**Exercise requirements**. Records follow. Pull out every line that contains "AppControl".

[[ Dataset records, beginning ]]

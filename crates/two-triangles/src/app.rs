use anyhow::Result;
use orbit_engine::core::{App, AppControl, FrameCtx};
use orbit_engine::device::GpuApi;

use crate::config::DemoConfig;
use crate::scene::TwoTriangles;

/// Drives [`TwoTriangles`] from the runtime callbacks.
pub struct TwoTrianglesApp<G: GpuApi> {
    config: DemoConfig,
    scene: Option<TwoTriangles<G>>,
}

impl<G: GpuApi> TwoTrianglesApp<G> {
    pub fn new(config: DemoConfig) -> Self {
        Self {
            config,
            scene: None,
        }
    }
}

impl<G: GpuApi> App<G> for TwoTrianglesApp<G> {
    fn on_start(&mut self, gpu: &mut G) -> Result<()> {
        let sources = self.config.load_sources()?;
        self.scene = Some(TwoTriangles::create(gpu, &sources, &self.config.scene)?);
        Ok(())
    }

    fn on_frame(&mut self, ctx: &mut FrameCtx<'_, G>) -> AppControl {
        let Some(scene) = self.scene.as_mut() else {
            return AppControl::Exit;
        };

        scene.render_frame(ctx.gpu, ctx.time.dt);

        if ctx.time.frame_index % 1000 == 0 {
            log::trace!("frame {} angle {:.3}", ctx.time.frame_index, scene.angle());
        }

        AppControl::Continue
    }

    fn on_exit(&mut self, gpu: &mut G) {
        if let Some(scene) = self.scene.take() {
            scene.release(gpu);
        }
    }
}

[[ Dataset records, end ]]

**Solved problem**.
use orbit_engine::core::{App, AppControl, FrameCtx};
    fn on_frame(&mut self, ctx: &mut FrameCtx<'_, G>) -> AppControl {
            return AppControl::Exit;
        AppControl::Continue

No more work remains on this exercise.